Summary of Modeling Strategy

Introduction

The Hackathon is intended for the purpose of making predictions on the dataset that has NYC data of COVID-19 case count along with death and hospitalization count. We will predict the hospitalization count of ten days using machine learning models. We aim to find the best fit model which will provide us with accurate results and visualizations that support our predictions.

Analysis

Data set

For this XN HACKATHON Project, we have used COVID-19 data for New York City [2]. The data starts from 29th February 2020 to 27th May 2020. Our goal is to use a machine learning model in R in order to predict the Hospitalized Counts for a 10-day timeframe - 7th April 2020 to 16th April 2020.

Input Dataset

Dependency Management

The code execution has a dependency on R programming language and R studio. Kindly refer to the below README.txt document for detailed instructions.

README.txt

Data Correlation

To view the association between the response and independent variables, we generated the following graph:

The graph shows highest correlation between hospitalized count and case count. Higher the cases, more people are hospitalized with a correlation of 95.7%. While death count also has a high correlation with hospitalization count but less as compared to case count. The density plots show a decreasing trend in overall for all 3 attributes. The least correlation is between corona cases and deaths with a value of 76.9%. It means, not all patients who have tested positive for corona-virus died; few might have recovered.

Data Partitioning

To perform prediction analysis, we split the data into training and test datasets. The training dataset is created using the initial 38 rows that are from 29th Feb - 6th April 2020, and the test dataset includes the next 10-day's prediction.

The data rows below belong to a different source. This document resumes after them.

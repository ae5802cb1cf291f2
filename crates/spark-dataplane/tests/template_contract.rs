//! `template_contract` 集成测试：传输模板的索引规则、周期与缓存。
//!
//! # 测试目标（Why）
//! - 模板是稳态路径唯一的路由依据，目标缓冲索引一旦与消费者游标失配，消费者会读到错序消息；
//! - 同一拓扑重复构建必须得到等价的操作集合，缓存命中时不得重建。
//!
//! # 结构安排（How）
//! - 固定形状（1-1、3-1、1-3、3-3）逐步核对索引公式；
//! - `proptest` 在随机形状上检查并行与轮转的全部步骤。

use std::sync::Arc;

use proptest::prelude::*;
use spark_dataplane::{
    ConnectionMetaData, DataDistribution, DistributionKind, EndpointId, Partition, PortRole,
    PortSetMetaData, TransferTemplate, TxHandler, codes,
};

fn port_set(role: PortRole, prefix: &str, ranks: u32, buffers: u32, size: u32) -> PortSetMetaData {
    let endpoints = (0..ranks)
        .map(|i| {
            format!("spark-shm:{prefix}{i};65536")
                .parse::<EndpointId>()
                .expect("endpoint")
        })
        .collect();
    PortSetMetaData::new(role, endpoints, buffers, size).expect("port-set")
}

fn connection(
    (m, ns): (u32, u32),
    consumers: &[(u32, u32)],
    distribution: DataDistribution,
) -> ConnectionMetaData {
    ConnectionMetaData::with_port_sets(
        port_set(PortRole::Producer, "p", m, ns, 64),
        consumers
            .iter()
            .enumerate()
            .map(|(i, &(r, nt))| port_set(PortRole::Consumer, &format!("c{i}-"), r, nt, 64))
            .collect(),
        distribution,
    )
    .expect("metadata")
}

#[test]
fn one_to_one_parallel_alternates_buffers() {
    let meta = connection((1, 2), &[(1, 2)], DataDistribution::parallel());
    let template = TransferTemplate::build(&meta, 4096).expect("build");
    assert_eq!(template.period(), 2);
    for g in 0..4u64 {
        let step = template.step(g);
        assert_eq!(step.producer_rank, 0);
        assert_eq!(u64::from(step.source_buffer), g % 2);
        assert_eq!(step.ops.len(), 1);
        assert_eq!(u64::from(step.ops[0].target_buffer), g % 2);
        assert_eq!(step.ops[0].length, 64);
    }
}

#[test]
fn three_producers_one_consumer() {
    let meta = connection((3, 2), &[(1, 2)], DataDistribution::parallel());
    let template = TransferTemplate::build(&meta, 4096).expect("build");
    assert_eq!(template.period(), 6);
    let producers: Vec<_> = template
        .steps()
        .iter()
        .map(|s| (s.producer_rank, s.source_buffer))
        .collect();
    assert_eq!(producers, [(0, 0), (1, 0), (2, 0), (0, 1), (1, 1), (2, 1)]);
}

#[test]
fn one_producer_three_round_robin_consumers() {
    let meta = connection((1, 2), &[(3, 2)], DataDistribution::round_robin());
    let template = TransferTemplate::build(&meta, 4096).expect("build");
    assert_eq!(template.period(), 6);
    let targets: Vec<_> = template
        .steps()
        .iter()
        .map(|s| {
            assert_eq!(s.ops.len(), 1);
            (s.ops[0].rank, s.ops[0].target_buffer)
        })
        .collect();
    assert_eq!(targets, [(0, 0), (1, 0), (2, 0), (0, 1), (1, 1), (2, 1)]);
}

#[test]
fn three_to_three_parallel_broadcasts_every_step() {
    let meta = connection((3, 2), &[(3, 2)], DataDistribution::parallel());
    let template = TransferTemplate::build(&meta, 4096).expect("build");
    assert_eq!(template.period(), 6);
    for (g, step) in (0u64..).zip(template.steps()) {
        let ranks: Vec<_> = step.ops.iter().map(|op| op.rank).collect();
        assert_eq!(ranks, [0, 1, 2]);
        assert!(step.ops.iter().all(|op| u64::from(op.target_buffer) == g % 2));
    }
}

#[test]
fn several_port_sets_share_one_period() {
    let meta = connection((1, 1), &[(1, 2), (1, 3)], DataDistribution::parallel());
    let template = TransferTemplate::build(&meta, 4096).expect("build");
    assert_eq!(template.period(), 6);
    assert_eq!(template.first_target(4, 1, 0), Some(1));
    assert_eq!(template.first_target(4, 0, 0), Some(0));
    assert_eq!(template.first_target(0, 2, 0), None);
}

#[test]
fn rebuilding_same_topology_is_idempotent() {
    let meta = connection((2, 3), &[(2, 2), (3, 1)], DataDistribution::parallel());
    let first = TransferTemplate::build(&meta, 4096).expect("first");
    let second = TransferTemplate::build(&meta, 4096).expect("second");
    assert_eq!(first.op_set(), second.op_set());
    assert_eq!(first.fingerprint(), second.fingerprint());
}

#[test]
fn period_limit_is_enforced() {
    let meta = connection((3, 2), &[(1, 2)], DataDistribution::parallel());
    let err = TransferTemplate::build(&meta, 3).expect_err("period 6 exceeds 3");
    assert!(matches!(
        err,
        spark_dataplane::DataplaneError::TemplatePeriodTooLarge { period: 6, max: 3 }
    ));
    assert_eq!(err.code(), codes::TEMPLATE_PERIOD_TOO_LARGE);
}

#[test]
fn sequential_with_block_partition_is_unsupported() {
    let distribution = DataDistribution::new(
        DistributionKind::Sequential,
        None,
        Partition::block(16).expect("block"),
    )
    .expect("distribution");
    let meta = connection((1, 2), &[(2, 2)], distribution);
    let err = TransferTemplate::build(&meta, 4096).expect_err("unsupported");
    assert_eq!(err.code(), codes::UNSUPPORTED_PATTERN);
}

#[test]
fn block_larger_than_target_buffer_fails() {
    let meta = connection(
        (1, 2),
        &[(2, 2)],
        DataDistribution::parallel_partitioned(128).expect("block"),
    );
    let err = TransferTemplate::build(&meta, 4096).expect_err("block too large");
    assert_eq!(err.code(), codes::MESSAGE_TOO_LARGE);
}

#[test]
fn too_many_parts_for_target_buffers_fails() {
    // 64 字节源缓冲切成 8 片，单 rank 需要 8 个目标缓冲。
    let meta = connection(
        (1, 1),
        &[(1, 2)],
        DataDistribution::parallel_partitioned(8).expect("block"),
    );
    let err = TransferTemplate::build(&meta, 4096).expect_err("not enough buffers");
    assert_eq!(err.code(), codes::INVALID_TOPOLOGY);
}

#[test]
fn tx_handler_caches_by_fingerprint() {
    let mut tx = TxHandler::new(4096);
    let mut meta = connection((1, 2), &[(1, 2)], DataDistribution::parallel());
    let first = tx.template_for(&meta).expect("build");
    let again = tx.template_for(&meta).expect("cached");
    assert!(Arc::ptr_eq(&first, &again));
    assert_eq!(tx.builds(), 1);

    meta.add_port_set(port_set(PortRole::Consumer, "late", 2, 2, 64))
        .expect("add");
    let rebuilt = tx.template_for(&meta).expect("rebuild");
    assert_eq!(tx.builds(), 2);
    assert!(!Arc::ptr_eq(&first, &rebuilt));
    // 已发出的模板不受重建影响。
    assert_eq!(first.fingerprint().consumers.len(), 1);

    let mut small = TxHandler::new(1);
    assert!(small.template_for(&meta).is_err());
    assert!(small.cached().is_none());
    assert_eq!(small.builds(), 0);
}

proptest! {
    #[test]
    fn parallel_steps_follow_index_formula(
        m in 1u32..4, ns in 1u32..4, r in 1u32..4, nt in 1u32..4,
    ) {
        let meta = connection((m, ns), &[(r, nt)], DataDistribution::parallel());
        let template = TransferTemplate::build(&meta, 4096).expect("build");
        let period = template.period();
        prop_assert_eq!(period % u64::from(m * ns), 0);
        prop_assert_eq!(period % u64::from(nt), 0);
        for (g, step) in (0u64..).zip(template.steps()) {
            prop_assert_eq!(u64::from(step.producer_rank), g % u64::from(m));
            prop_assert_eq!(u64::from(step.source_buffer), (g / u64::from(m)) % u64::from(ns));
            prop_assert_eq!(step.ops.len() as u32, r);
            for op in &step.ops {
                prop_assert_eq!(u64::from(op.target_buffer), g % u64::from(nt));
            }
        }
    }

    #[test]
    fn round_robin_steps_follow_index_formula(
        m in 1u32..4, ns in 1u32..4, r in 1u32..4, nt in 1u32..4,
    ) {
        let meta = connection((m, ns), &[(r, nt)], DataDistribution::round_robin());
        let template = TransferTemplate::build(&meta, 4096).expect("build");
        prop_assert_eq!(template.period() % u64::from(r * nt), 0);
        for (g, step) in (0u64..).zip(template.steps()) {
            prop_assert_eq!(step.ops.len(), 1);
            let op = step.ops[0];
            prop_assert_eq!(u64::from(op.rank), g % u64::from(r));
            prop_assert_eq!(
                u64::from(op.target_buffer),
                (g / u64::from(r)) % u64::from(nt)
            );
        }
    }
}
//! 可观测性键名契约：数据面日志字段的单一事实来源。
//!
//! 教案式说明（Why）：`tracing` 宏的字段名写在调用点，此处集中列出同名常量，
//! 供日志解析、告警规则与测试断言引用，避免键名在多处漂移。
//! 契约定义（What）：键名一律为小写点分形式，按对象分组；调用点的字段名必须与此处一致。

/// 日志字段分组。
pub mod keys {
    /// 电路生命周期字段。
    pub mod circuit {
        #[doc = "电路标识，由装配层在建连时给出。"]
        pub const FIELD_ID: &str = "circuit.id";

        #[doc = "流控模式：`Push` 或 `Pull`。"]
        pub const FIELD_FLOW: &str = "circuit.flow";

        pub const FIELD_PRODUCER_RANKS: &str = "circuit.producer_ranks";

        pub const FIELD_PORT_SETS: &str = "circuit.port_sets";
    }

    /// 单次传输字段。
    pub mod transfer {
        #[doc = "消息在连接内的全局序号。"]
        pub const FIELD_SEQUENCE: &str = "transfer.sequence";

        #[doc = "本条消息写入的目标操作数。"]
        pub const FIELD_TARGETS: &str = "transfer.targets";

        #[doc = "阻塞时仍为满的目标缓冲索引。"]
        pub const FIELD_TARGET_BUFFER: &str = "transfer.target_buffer";
    }

    /// 端口定位字段。
    pub mod port {
        pub const FIELD_PORT_SET_ORDINAL: &str = "port_set.ordinal";

        pub const FIELD_RANK: &str = "port.rank";
    }

    /// 传输模板字段。
    pub mod template {
        #[doc = "模板周期，即展开的步数。"]
        pub const FIELD_PERIOD: &str = "template.period";

        pub const FIELD_PORT_SETS: &str = "template.port_sets";

        pub const FIELD_DISTRIBUTION: &str = "template.distribution";

        #[doc = "缓存未命中导致的累计构建次数。"]
        pub const FIELD_BUILDS: &str = "template.builds";
    }

    /// 端点与映射窗口字段。
    pub mod endpoint {
        #[doc = "注册表键：`spark-<协议>:<地址>`。"]
        pub const FIELD_ADDRESS: &str = "endpoint.address";

        pub const FIELD_BASE: &str = "endpoint.base";

        pub const FIELD_SIZE: &str = "endpoint.size";

        pub const FIELD_MAPPING_MEDIUM: &str = "mapping.medium";

        pub const FIELD_MAPPING_REMOTE_BASE: &str = "mapping.remote_base";

        pub const FIELD_MAPPING_LEN: &str = "mapping.len";

        pub const FIELD_MAPPING_LOCAL_BASE: &str = "mapping.local_base";
    }

    /// 描述符交换字段。
    pub mod descriptor {
        pub const FIELD_KIND: &str = "descriptor.kind";

        pub const FIELD_N_BUFFERS: &str = "descriptor.n_buffers";
    }

    /// 资源池字段，由 `spark-respool` 输出。
    pub mod pool {
        pub const FIELD_NAME: &str = "pool.name";

        pub const FIELD_LEAKED_BYTES: &str = "pool.leaked_bytes";

        pub const FIELD_LIVE_ALLOCATIONS: &str = "pool.live_allocations";

        pub const FIELD_START: &str = "pool.start";

        pub const FIELD_SIZE: &str = "pool.size";
    }

    /// 租约字段，由 `spark-respool` 输出。
    pub mod lease {
        pub const FIELD_ADDR: &str = "lease.addr";

        pub const FIELD_LEN: &str = "lease.len";
    }

    /// 错误上下文字段。
    pub mod error {
        #[doc = "稳定错误码，见 `codes`。"]
        pub const FIELD_CODE: &str = "error.code";
    }
}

Data Modeling and Prediction

To analyze our data, we used 3 modeling strategies- ARIMA, Random Forest, and Generalized Linear Regression Model. To check the accuracy of the models, we have used 3 measures that are Residual Mean Square Error (RMSE), R-squared (R2), and Mean Absolute Percentage Error (MAPE).

1**. ARIMA**

To perform time-series analysis we used the Auto-Regressive Integrated Moving Average (ARIMA) method. ARIMA is a class model that captures the temporal nature of the data. Our data set is non-stationary i.e. it includes date, on which our prediction relies. This model can be used as a statistical evidence to carry out appropriate forecasting.